1. When you meet the landlord, try to act like a grownup. You might not want to wear your baseball hat backwards or continue smoking that cigarette – it could reflect badly on you. And oftentimes there are several people applying for any apartment, so you want to present yourself at your best…even if that changes once you sign the lease.
2. The landlord is probably going to ask you for a check to cover a credit check, so be sure to bring your checkbook. Also, when you get accepted, you will probably be asked for first, last and security, meaning that your new $1200 a month apartment actually will cost $2400 plus the deposit for that first month. Be sure to have the money in your account!
3. Talk to the neighbors if you get a chance. If only I had done this at a few of the places that I lived, I never would have moved in. Between finding out about the guy that sings love songs to his old girlfriend at 3am to the chain smoker in the apartment next door, you can learn a lot just by being friendly with one of the neighbors.
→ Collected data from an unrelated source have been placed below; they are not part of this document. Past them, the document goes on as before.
#![deny(unsafe_code)]

//! Wire format for the weft stream multiplexer.
//!
//! Every frame on the wire is a header varint, a length varint, then
//! `length` payload bytes. The header packs a stream id and a 3-bit tag:
//! `(stream_id << 3) | tag`. The tag's low bit records which side of the
//! connection originated the stream, so both peers can key their stream
//! tables without the wire carrying an explicit flag.

use std::fmt;

/// Number of bytes a varint-encoded `u64` can occupy at most.
pub const MAX_VARINT_LEN: usize = 10;

/// Identifies one stream within a session.
///
/// The numeric id alone is not unique: both sides allocate ids starting at
/// zero, so the pair `(id, initiator)` is the key. `initiator` is true iff
/// the local side opened the stream.
#[derive(Debug, Clone, Copy, PartialEq, Eq, Hash)]
pub struct StreamId {
    pub id: u64,
    pub initiator: bool,
}

impl StreamId {
    /// Create a new stream id.
    pub const fn new(id: u64, initiator: bool) -> Self {
        Self { id, initiator }
    }

    /// Build the wire header for a frame sent on this stream.
    pub const fn header(self, tag: Tag) -> Header {
        Header {
            stream_id: self.id,
            tag,
            initiator: self.initiator,
        }
    }
}

impl fmt::Display for StreamId {
    fn fmt(&self, f: &mut fmt::Formatter<'_>) -> fmt::Result {
        let side = if self.initiator {
            "initiator"
        } else {
            "receiver"
        };
        write!(f, "stream:{}/{side}", self.id)
    }
}

/// Frame kind, after parity normalisation.
///
/// On the wire, `Message`, `Close` and `Reset` each occupy two adjacent tag
/// values; the even value is used when the frame's sender originated the
/// stream and the odd value when it did not. `NewStream` is only ever sent
/// by the stream's originator, so it has a single value.
#[derive(Debug, Clone, Copy, PartialEq, Eq)]
pub enum Tag {
    NewStream,
    Message,
    Close,
    Reset,
}

impl Tag {
    /// The even (initiator-side) wire value for this tag.
    pub const fn wire_value(self) -> u64 {
        match self {
            Tag::NewStream => 0,
            Tag::Message => 2,
            Tag::Close => 4,
            Tag::Reset => 6,
        }
    }

    /// Look up a tag by its normalised (even) wire value.
    pub const fn from_wire(value: u64) -> Option<Self> {
        match value {
            0 => Some(Tag::NewStream),
            2 => Some(Tag::Message),
            4 => Some(Tag::Close),
            6 => Some(Tag::Reset),
            _ => None,
        }
    }
}

impl fmt::Display for Tag {
    fn fmt(&self, f: &mut fmt::Formatter<'_>) -> fmt::Result {
        let name = match self {
            Tag::NewStream => "new-stream",
            Tag::Message => "message",
            Tag::Close => "close",
            Tag::Reset => "reset",
        };
        f.write_str(name)
    }
}

/// A decoded frame header.
///
/// `initiator` is relative to the frame's *sender*: true iff the sender
/// originated the stream the frame belongs to.
#[derive(Debug, Clone, Copy, PartialEq, Eq)]
pub struct Header {
    pub stream_id: u64,
    pub tag: Tag,
    pub initiator: bool,
}

impl Header {
    /// Pack this header into its wire representation.
    pub const fn encode(self) -> u64 {
        let mut raw = (self.stream_id << 3) | self.tag.wire_value();
        // Non-initiators use the odd neighbour. NewStream has no odd
        // neighbour; only initiators send it.
        if !self.initiator && !matches!(self.tag, Tag::NewStream) {
            raw -= 1;
        }
        raw
    }

    /// Unpack a wire header.
    ///
    /// Odd tags are normalised to their even neighbour after the sender's
    /// initiator bit has been extracted. Tag 7 has no even neighbour and
    /// is reported as [`HeaderError::UnknownTag`], carrying the stream
    /// coordinates so the caller can still act on the offending stream.
    pub const fn decode(raw: u64) -> Result<Self, HeaderError> {
        let raw_tag = raw & 7;
        let stream_id = raw >> 3;
        let initiator = raw_tag & 1 == 0;
        let normalised = raw_tag + (raw_tag & 1);
        match Tag::from_wire(normalised) {
            Some(tag) => Ok(Header {
                stream_id,
                tag,
                initiator,
            }),
            None => Err(HeaderError::UnknownTag {
                stream_id,
                initiator,
                tag: raw_tag,
            }),
        }
    }
}

/// Error unpacking a frame header.
#[derive(Debug, Clone, Copy, PartialEq, Eq)]
pub enum HeaderError {
    /// The header carried a tag value outside the recognised set.
    UnknownTag {
        stream_id: u64,
        initiator: bool,
        tag: u64,
    },
}

impl fmt::Display for HeaderError {
    fn fmt(&self, f: &mut fmt::Formatter<'_>) -> fmt::Result {
        match self {
            HeaderError::UnknownTag { stream_id, tag, .. } => {
                write!(f, "unknown tag {tag} on stream {stream_id}")
            }
        }
    }
}

impl std::error::Error for HeaderError {}

/// Append `value` to `buf` as an unsigned varint (LEB128).
pub fn put_uvarint(buf: &mut Vec<u8>, mut value: u64) {
    while value >= 0x80 {
        buf.push(value as u8 | 0x80);
        value >>= 7;
    }
    buf.push(value as u8);
}

/// Number of bytes `value` occupies as an unsigned varint.
pub const fn uvarint_len(mut value: u64) -> usize {
    let mut n = 1;
    while value >= 0x80 {
        value >>= 7;
        n += 1;
    }
    n
}

/// Decode an unsigned varint from the front of `bytes`.
///
/// Returns the value and the number of bytes consumed.
pub fn read_uvarint(bytes: &[u8]) -> Result<(u64, usize), VarintError> {
    let mut value = 0u64;
    let mut shift = 0u32;
    for (i, &b) in bytes.iter().enumerate() {
        if i == MAX_VARINT_LEN - 1 && b > 1 {
            return Err(VarintError::Overflow);
        }
        if b < 0x80 {
            return Ok((value | (b as u64) << shift, i + 1));
        }
        value |= ((b & 0x7f) as u64) << shift;
        shift += 7;
    }
    Err(VarintError::Truncated)
}

/// Error decoding an unsigned varint.
#[derive(Debug, Clone, Copy, PartialEq, Eq)]
pub enum VarintError {
    /// The encoding does not fit in a `u64`.
    Overflow,
    /// The input ended mid-varint.
    Truncated,
}

impl fmt::Display for VarintError {
    fn fmt(&self, f: &mut fmt::Formatter<'_>) -> fmt::Result {
        match self {
            VarintError::Overflow => f.write_str("varint overflows a 64-bit integer"),
            VarintError::Truncated => f.write_str("truncated varint"),
        }
    }
}

impl std::error::Error for VarintError {}

#[cfg(test)]
mod tests {
    use super::*;

    #[test]
    fn header_encodes_initiator_side_tags_even() {
        let id = StreamId::new(0, true);
        assert_eq!(id.header(Tag::NewStream).encode(), 0);
        assert_eq!(id.header(Tag::Message).encode(), 2);
        assert_eq!(id.header(Tag::Close).encode(), 4);
        assert_eq!(id.header(Tag::Reset).encode(), 6);
    }

    #[test]
    fn header_encodes_receiver_side_tags_odd() {
        let id = StreamId::new(3, false);
        assert_eq!(id.header(Tag::Message).encode(), (3 << 3) | 1);
        assert_eq!(id.header(Tag::Close).encode(), (3 << 3) | 3);
        assert_eq!(id.header(Tag::Reset).encode(), (3 << 3) | 5);
    }

    #[test]
    fn header_roundtrip_preserves_stream_and_tag() {
        for initiator in [true, false] {
            for tag in [Tag::Message, Tag::Close, Tag::Reset] {
                for stream_id in [0u64, 1, 7, 8, 12345, u64::MAX >> 3] {
                    let header = Header {
                        stream_id,
                        tag,
                        initiator,
                    };
                    let decoded = Header::decode(header.encode()).unwrap();
                    assert_eq!(decoded, header);
                }
            }
        }
        let ns = Header {
            stream_id: 42,
            tag: Tag::NewStream,
            initiator: true,
        };
        assert_eq!(Header::decode(ns.encode()).unwrap(), ns);
    }

    #[test]
    fn decode_normalises_odd_tags() {
        // 1 -> Message, 3 -> Close, 5 -> Reset, sender not initiator.
        for (raw_tag, tag) in [(1, Tag::Message), (3, Tag::Close), (5, Tag::Reset)] {
            let decoded = Header::decode((9 << 3) | raw_tag).unwrap();
            assert_eq!(decoded.tag, tag);
            assert_eq!(decoded.stream_id, 9);
            assert!(!decoded.initiator);
        }
        // Even values: sender is initiator.
        for (raw_tag, tag) in [(0, Tag::NewStream), (2, Tag::Message), (4, Tag::Close)] {
            let decoded = Header::decode((9 << 3) | raw_tag).unwrap();
            assert_eq!(decoded.tag, tag);
            assert!(decoded.initiator);
        }
    }

    #[test]
    fn decode_rejects_tag_seven() {
        let err = Header::decode((5 << 3) | 7).unwrap_err();
        assert_eq!(
            err,
            HeaderError::UnknownTag {
                stream_id: 5,
                initiator: false,
                tag: 7,
            }
        );
    }

    #[test]
    fn uvarint_golden_vectors() {
        let cases: &[(u64, &[u8])] = &[
            (0, &[0x00]),
            (1, &[0x01]),
            (127, &[0x7f]),
            (128, &[0x80, 0x01]),
            (300, &[0xac, 0x02]),
            (16384, &[0x80, 0x80, 0x01]),
            (
                u64::MAX,
                &[0xff, 0xff, 0xff, 0xff, 0xff, 0xff, 0xff, 0xff, 0xff, 0x01],
            ),
        ];
        for (value, bytes) in cases {
            let mut buf = Vec::new();
            put_uvarint(&mut buf, *value);
            assert_eq!(buf, *bytes, "encoding {value}");
            assert_eq!(uvarint_len(*value), bytes.len());
            assert_eq!(read_uvarint(bytes).unwrap(), (*value, bytes.len()));
        }
    }

    #[test]
    fn uvarint_roundtrip() {
        for shift in 0..64 {
            for delta in [-1i64, 0, 1] {
                let value = (1u64 << shift).wrapping_add_signed(delta);
                let mut buf = Vec::new();
                put_uvarint(&mut buf, value);
                let (decoded, consumed) = read_uvarint(&buf).unwrap();
                assert_eq!(decoded, value);
                assert_eq!(consumed, buf.len());
            }
        }
    }

    #[test]
    fn uvarint_decode_stops_at_terminator() {
        // Trailing bytes beyond the varint are left untouched.
        let (value, consumed) = read_uvarint(&[0xac, 0x02, 0xff, 0xff]).unwrap();
        assert_eq!(value, 300);
        assert_eq!(consumed, 2);
    }

    #[test]
    fn uvarint_rejects_overflow() {
        // Eleven continuation bytes can never fit in a u64.
        let encoded = [0x80u8; 11];
        assert_eq!(read_uvarint(&encoded), Err(VarintError::Overflow));
        // Ten bytes whose last byte pushes past 64 bits.
        let mut encoded = vec![0xffu8; 9];
        encoded.push(0x02);
        assert_eq!(read_uvarint(&encoded), Err(VarintError::Overflow));
    }

    #[test]
    fn uvarint_rejects_truncated_input() {
        assert_eq!(read_uvarint(&[]), Err(VarintError::Truncated));
        assert_eq!(read_uvarint(&[0x80]), Err(VarintError::Truncated));
        assert_eq!(read_uvarint(&[0xff, 0xff]), Err(VarintError::Truncated));
    }

    #[test]
    fn stream_id_display_names_the_side() {
        assert_eq!(StreamId::new(4, true).to_string(), "stream:4/initiator");
        assert_eq!(StreamId::new(4, false).to_string(), "stream:4/receiver");
    }
}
Ask them what they think of the place, how the landlord is, etc. – get a feel for your new home before you sign anything.
4. If having a parking spot is important to you, ask if you get one. A lot of apartment buildings do not have specific spots for everyone, so you should make sure you get one if you want one. I pay $90 for mine each month, that’s how important it is to us!
5. You should never go over your budget. Most finance professionals tell you that you should be paying 1/3 of your gross income, so if you make $5,000 per month before taxes, your rent should not be more than $1,666. Of course, I understand this is not always feasible in certain markets, but it is a good percentage to try to stick to.
6. Clean up your credit. If you have delinquencies all over your credit report, I seriously doubt you are going to get approved for any apartment. Landlords want to get paid every month! Work on fixing your credit while you stay with a friend on the couch.
7. Read the lease. Seriously, read the lease. And then read it again. You wanted to play your acoustic guitar in the house? Make sure you can. Your parents come visit every month? Make sure it’s legal. This is a legally binding agreement you are signing – make sure you read it.
8. Once you move in, buy renter’s insurance. Our renter’s insurance is $22 a month for $35,000 worth of coverage. Not bad for piece of mind. When you live with that many other people in one building, you are trusting all of them to not leave a burner on or plug up the toilet – that’s a lot of trust. You need Replacement Cost Coverage renter’s insurance, which pays the actual cost to replace items that are no longer usable.
9. Make friends with at least a few neighbors. Stay away from the ones that you think will be knocking on your door everyday, but you need to know a few people in your building. Eventually, you could trade keys in case either of you get locked out, or you can pet-sit if one of you has a dog or cat. Also, you want someone to know when you are away, so they can keep an eye on the place. Trust me on this one!
10. Relax, you are in your own place now! Decorate as you see fit. Make it a home, not just some apartment you happen to rent. Enjoy!